Tuesday, May 23, 2006

New People Count Set for Hub of the Universe

The Marion City Council authorized funds Monday to pay the U.S. Census Bureau for a special census to be conducted later this year.

Marion was the 139th largest incorporated place in Illinois in the 2000 Census, and the third largest in the Southern Illinois region outside the MetroEast. Only Mount Vernon and Carbondale were larger.

The Census Bureau currently estimates that Marion has grown by 818 residents since the 2000 Census for a new total of 16,853. The city council thinks the city has grown even faster and I agree.

The bottom line is that if the city has grown at least 500 residents then the cost of the special census will be covered by the increased per capita funding the city receives from the state. Anything over that is gravy.

What's interesting are the population figures for Williamson County. Enumerators counted 61,296 residents in 2000, which meant that the county had finally recovered from the four-decade downward spiral that began in the 1920s following the Herrin Massacre and the general switch from underground coal mining to surface mining that eliminated thousands of jobs.

The 2000 population figure for the county was only 204 residents more than in 1920. The downward trend ended following 1960 when the population was 46,117, or just 1,019 more than we had in 1910.

Despite the booming economy now, the fastest population growth actually took place in the first two decades of the 20th Century when the county went from 27,796 residents to 61,092 in just 20 years.

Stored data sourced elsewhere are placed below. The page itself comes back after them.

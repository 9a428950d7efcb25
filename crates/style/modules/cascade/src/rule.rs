//! Style rules.

use crate::PropertyKey;
use std::collections::HashMap;
use style_selectors::Selector;
use style_values::StyleValue;

/// A selector paired with the property values it assigns.
#[derive(Clone, Debug)]
pub struct Rule {
    selector: Selector,
    properties: HashMap<PropertyKey, StyleValue>,
}

impl Rule {
    #[inline]
    pub fn new(selector: Selector) -> Self {
        Self {
            selector,
            properties: HashMap::new(),
        }
    }

    /// Assign `key`, replacing any earlier value for it on this rule.
    #[must_use]
    pub fn prop(mut self, key: PropertyKey, value: impl Into<StyleValue>) -> Self {
        self.properties.insert(key, value.into());
        self
    }

    #[inline]
    pub const fn selector(&self) -> &Selector {
        &self.selector
    }

    #[inline]
    pub fn get(&self, key: PropertyKey) -> Option<&StyleValue> {
        self.properties.get(&key)
    }

    #[inline]
    pub fn declares(&self, key: PropertyKey) -> bool {
        self.properties.contains_key(&key)
    }

    pub fn properties(&self) -> impl Iterator<Item = (PropertyKey, &StyleValue)> {
        self.properties.iter().map(|(key, value)| (*key, value))
    }
}

/// Start a rule straight from a selector: `of_type(&LABEL).prop(FONT_COLOR, color)`.
pub trait SelectorExt {
    #[must_use]
    fn prop(self, key: PropertyKey, value: impl Into<StyleValue>) -> Rule;
}

impl SelectorExt for Selector {
    #[inline]
    fn prop(self, key: PropertyKey, value: impl Into<StyleValue>) -> Rule {
        Rule::new(self).prop(key, value)
    }
}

Herrin went from a post office in a prairie to the largest community in the county during those same two decades. (People have wondered if it will survive the upcoming closing of the Maytag plant. Trust me, it will. The community has survived far worse economic and social upheavels).

Interestingly, the Census Bureau estimates that in 2002 Marion surpassed Mount Vernon as the region's second largest community. Between 1990 and 2000 Mount Vernon lost 719 residents. By 2004 the Census Bureau estimated they only grew by 68 for a total of 16,337.

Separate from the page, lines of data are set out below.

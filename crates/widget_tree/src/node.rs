//! Per-widget data stored in the arena.

use smallvec::SmallVec;
use style_cascade::PropertyKey;
use style_depth::{DepthAware, DepthTracker};
use style_tree::{DepthTag, WidgetType};
use style_values::StyleBox;

/// Depth tag shared by bordered panels and bars: both count enclosing
/// bordered panels.
pub const PANEL_DEPTH: DepthTag = DepthTag("bordered-panel");

/// State of a widget that picks its background by nesting depth.
#[derive(Clone, Debug)]
pub struct DepthRole {
    key: PropertyKey,
    tracker: DepthTracker,
    depth: Option<usize>,
    background: Option<StyleBox>,
}

impl DepthRole {
    /// Role selecting from the variant set stored under `key`.
    #[inline]
    pub const fn new(key: PropertyKey) -> Self {
        Self {
            key,
            tracker: DepthTracker::new(),
            depth: None,
            background: None,
        }
    }

    #[inline]
    pub const fn key(&self) -> PropertyKey {
        self.key
    }

    #[inline]
    pub const fn tracker(&self) -> DepthTracker {
        self.tracker
    }

    #[inline]
    pub fn set_tracker(&mut self, tracker: DepthTracker) {
        self.tracker = tracker;
    }

    /// Last depth this widget was notified of.
    #[inline]
    pub const fn depth(&self) -> Option<usize> {
        self.depth
    }

    /// Background picked for the current depth.
    #[inline]
    pub const fn background(&self) -> Option<&StyleBox> {
        self.background.as_ref()
    }

    #[inline]
    pub fn set_background(&mut self, background: StyleBox) {
        self.background = Some(background);
    }

    /// Forget the depth so the next computation notifies again.
    pub fn reset(&mut self) {
        self.tracker.reset();
        self.depth = None;
    }
}

impl DepthAware for DepthRole {
    fn on_depth_changed(&mut self, depth: usize) {
        self.depth = Some(depth);
    }
}

#[derive(Clone, Debug, Default)]
pub enum WidgetKind {
    #[default]
    Plain,
    /// Panel whose background varies with depth. Brightness-aware.
    BorderedPanel(DepthRole),
    /// Separator whose background varies with depth.
    Bar(DepthRole),
    /// Button with a text filled in from localization when it enters the tree.
    /// Brightness-aware through its resolved style box.
    Button { text: Option<String> },
}

impl WidgetKind {
    #[inline]
    pub const fn depth_role(&self) -> Option<&DepthRole> {
        match self {
            Self::BorderedPanel(role) | Self::Bar(role) => Some(role),
            Self::Plain | Self::Button { .. } => None,
        }
    }

    #[inline]
    pub const fn depth_role_mut(&mut self) -> Option<&mut DepthRole> {
        match self {
            Self::BorderedPanel(role) | Self::Bar(role) => Some(role),
            Self::Plain | Self::Button { .. } => None,
        }
    }
}

#[derive(Clone, Debug)]
pub struct WidgetNode {
    ty: &'static WidgetType,
    name: Option<String>,
    name_scope: bool,
    classes: SmallVec<String, 4>,
    pseudos: SmallVec<String, 2>,
    kind: WidgetKind,
}

impl WidgetNode {
    pub fn new(ty: &'static WidgetType, kind: WidgetKind) -> Self {
        Self {
            ty,
            name: None,
            name_scope: false,
            classes: SmallVec::new(),
            pseudos: SmallVec::new(),
            kind,
        }
    }

    #[inline]
    pub const fn widget_type(&self) -> &'static WidgetType {
        self.ty
    }

    #[inline]
    pub fn name(&self) -> Option<&str> {
        self.name.as_deref()
    }

    pub fn set_name(&mut self, name: Option<String>) {
        self.name = name;
    }

    /// Whether localization keys of named descendants are scoped to this widget.
    #[inline]
    pub const fn is_name_scope(&self) -> bool {
        self.name_scope
    }

    pub fn set_name_scope(&mut self, scope: bool) {
        self.name_scope = scope;
    }

    #[inline]
    pub fn has_class(&self, class: &str) -> bool {
        self.classes.iter().any(|existing| existing == class)
    }

    #[inline]
    pub fn has_pseudo(&self, pseudo: &str) -> bool {
        self.pseudos.iter().any(|existing| existing == pseudo)
    }

    pub fn classes(&self) -> impl Iterator<Item = &str> {
        self.classes.iter().map(String::as_str)
    }

    /// Returns whether the class was newly added.
    pub fn add_class(&mut self, class: &str) -> bool {
        if self.has_class(class) {
            return false;
        }
        self.classes.push(class.to_owned());
        true
    }

    /// Returns whether the class was present.
    pub fn remove_class(&mut self, class: &str) -> bool {
        let before = self.classes.len();
        self.classes.retain(|existing| existing.as_str() != class);
        self.classes.len() != before
    }

    /// Returns whether the pseudo-state was newly set.
    pub fn set_pseudo(&mut self, pseudo: &str) -> bool {
        if self.has_pseudo(pseudo) {
            return false;
        }
        self.pseudos.push(pseudo.to_owned());
        true
    }

    /// Returns whether the pseudo-state was set.
    pub fn clear_pseudo(&mut self, pseudo: &str) -> bool {
        let before = self.pseudos.len();
        self.pseudos.retain(|existing| existing.as_str() != pseudo);
        self.pseudos.len() != before
    }

    #[inline]
    pub const fn kind(&self) -> &WidgetKind {
        &self.kind
    }

    #[inline]
    pub const fn kind_mut(&mut self) -> &mut WidgetKind {
        &mut self.kind
    }

    /// Text shown by a button, if this is one.
    pub fn button_text(&self) -> Option<&str> {
        match &self.kind {
            WidgetKind::Button { text } => text.as_deref(),
            WidgetKind::Plain | WidgetKind::BorderedPanel(_) | WidgetKind::Bar(_) => None,
        }
    }
}
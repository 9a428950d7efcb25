//! Fluent selector construction.
//!
//! ```text
//! of_type(&BUTTON).class("positive").pseudo("hover").bg_darker_than(0.4)
//! element().class("window-background")
//! of_type(&TEXTURE_BUTTON).parent_of(of_type(&TEXTURE_RECT))
//! ```

use crate::{LuminanceMode, NeighbourDirection, Selector};
use style_tree::WidgetType;

/// Selector matching any node.
#[inline]
pub fn element() -> Selector {
    Selector::Compound(Vec::new())
}

/// Selector matching `ty` and its subtypes.
#[inline]
pub fn of_type(ty: &'static WidgetType) -> Selector {
    Selector::Compound(vec![Selector::Type(ty)])
}

impl Selector {
    /// Conjoin `part` onto this selector.
    #[must_use]
    pub fn and(self, part: Self) -> Self {
        match self {
            Self::Compound(mut parts) => {
                parts.push(part);
                Self::Compound(parts)
            }
            other => Self::Compound(vec![other, part]),
        }
    }

    #[must_use]
    #[inline]
    pub fn class(self, class: &str) -> Self {
        self.and(Self::Class(class.to_owned()))
    }

    #[must_use]
    #[inline]
    pub fn pseudo(self, pseudo: &str) -> Self {
        self.and(Self::Pseudo(pseudo.to_owned()))
    }

    /// Match `child` anywhere below a node matching `self`.
    #[must_use]
    #[inline]
    pub fn parent_of(self, child: Self) -> Self {
        Self::Child {
            ancestor: Box::new(self),
            target: Box::new(child),
        }
    }

    /// Background of the nearest brightness-aware ancestor is at least `threshold`.
    #[must_use]
    #[inline]
    pub fn bg_brighter_than(self, threshold: f32) -> Self {
        self.luminance(threshold, LuminanceMode::GreaterThan)
    }

    /// Background of the nearest brightness-aware ancestor is at most `threshold`.
    #[must_use]
    #[inline]
    pub fn bg_darker_than(self, threshold: f32) -> Self {
        self.luminance(threshold, LuminanceMode::LessThan)
    }

    #[must_use]
    #[inline]
    pub fn luminance(self, threshold: f32, mode: LuminanceMode) -> Self {
        Self::Luminance {
            inner: Box::new(self),
            threshold,
            mode,
        }
    }

    /// This node sits `by` slots above a node matching `other`.
    #[must_use]
    #[inline]
    pub fn above(self, other: Self, by: usize) -> Self {
        self.neighbour(other, by, NeighbourDirection::Above)
    }

    /// This node sits `by` slots below a node matching `other`.
    #[must_use]
    #[inline]
    pub fn below(self, other: Self, by: usize) -> Self {
        self.neighbour(other, by, NeighbourDirection::Below)
    }

    /// A node matching `other` sits `by` slots away on either side.
    #[must_use]
    #[inline]
    pub fn nearby(self, other: Self, by: usize) -> Self {
        self.neighbour(other, by, NeighbourDirection::Either)
    }

    #[must_use]
    #[inline]
    pub fn neighbour(self, other: Self, distance: usize, direction: NeighbourDirection) -> Self {
        Self::Neighbour {
            base: Box::new(self),
            other: Box::new(other),
            distance,
            direction,
        }
    }
}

The 2000 Census also showed that Williamson County had surpassed Jackson County as the largest county in the region outside the MetroEast with 1,684 more residents. Census estimates through 2004 show the gap widening to 4,823 as Williamson County's population is now projected to be 63,094.

Population isn't the only way to measure the region, there's also retail sales.

Figures from the Illinois Department of Revenue show Marion edged past Carbondale for the title of the region's top retail trade center in FY2004 (the latest year available online) with $427.1 million in retail sales versus Carbondale's $426.9 million. The difference is even greater comparing the counties. Jackson County businesses reported $578.2 million in taxable sales. In Williamson County the figure was $679.0 million.

Besides the increased government funding the new census will provide hard data to replace the estimates now in place. The new data, if it shows the growth that's apparent, should help in the effort to attract new outside investment in the region in terms of new industry and other businesses.

Tuesday, May 09, 2006

Old Slave House Backer Dies

Assistant House Majority Leader Lou Jones, D-Chicago, a strong backer of the Old Slave House died yesterday Chicago media are reporting.

Jones visited the house towards the end of the spring legislative season back in 1997 during a trip organized by the then local state Rep. David Phelps, D-Eldorado.

The site fascinated her and the other members of the Black Legislative Caucus who were able to attend. That fascination led to funding and she's been the House leader the state representatives in the 118th District had gone to in their efforts to secure additional funding for the site.

She was an interesting lady who has suffered long with poor health. I wish her family, friends and staff well.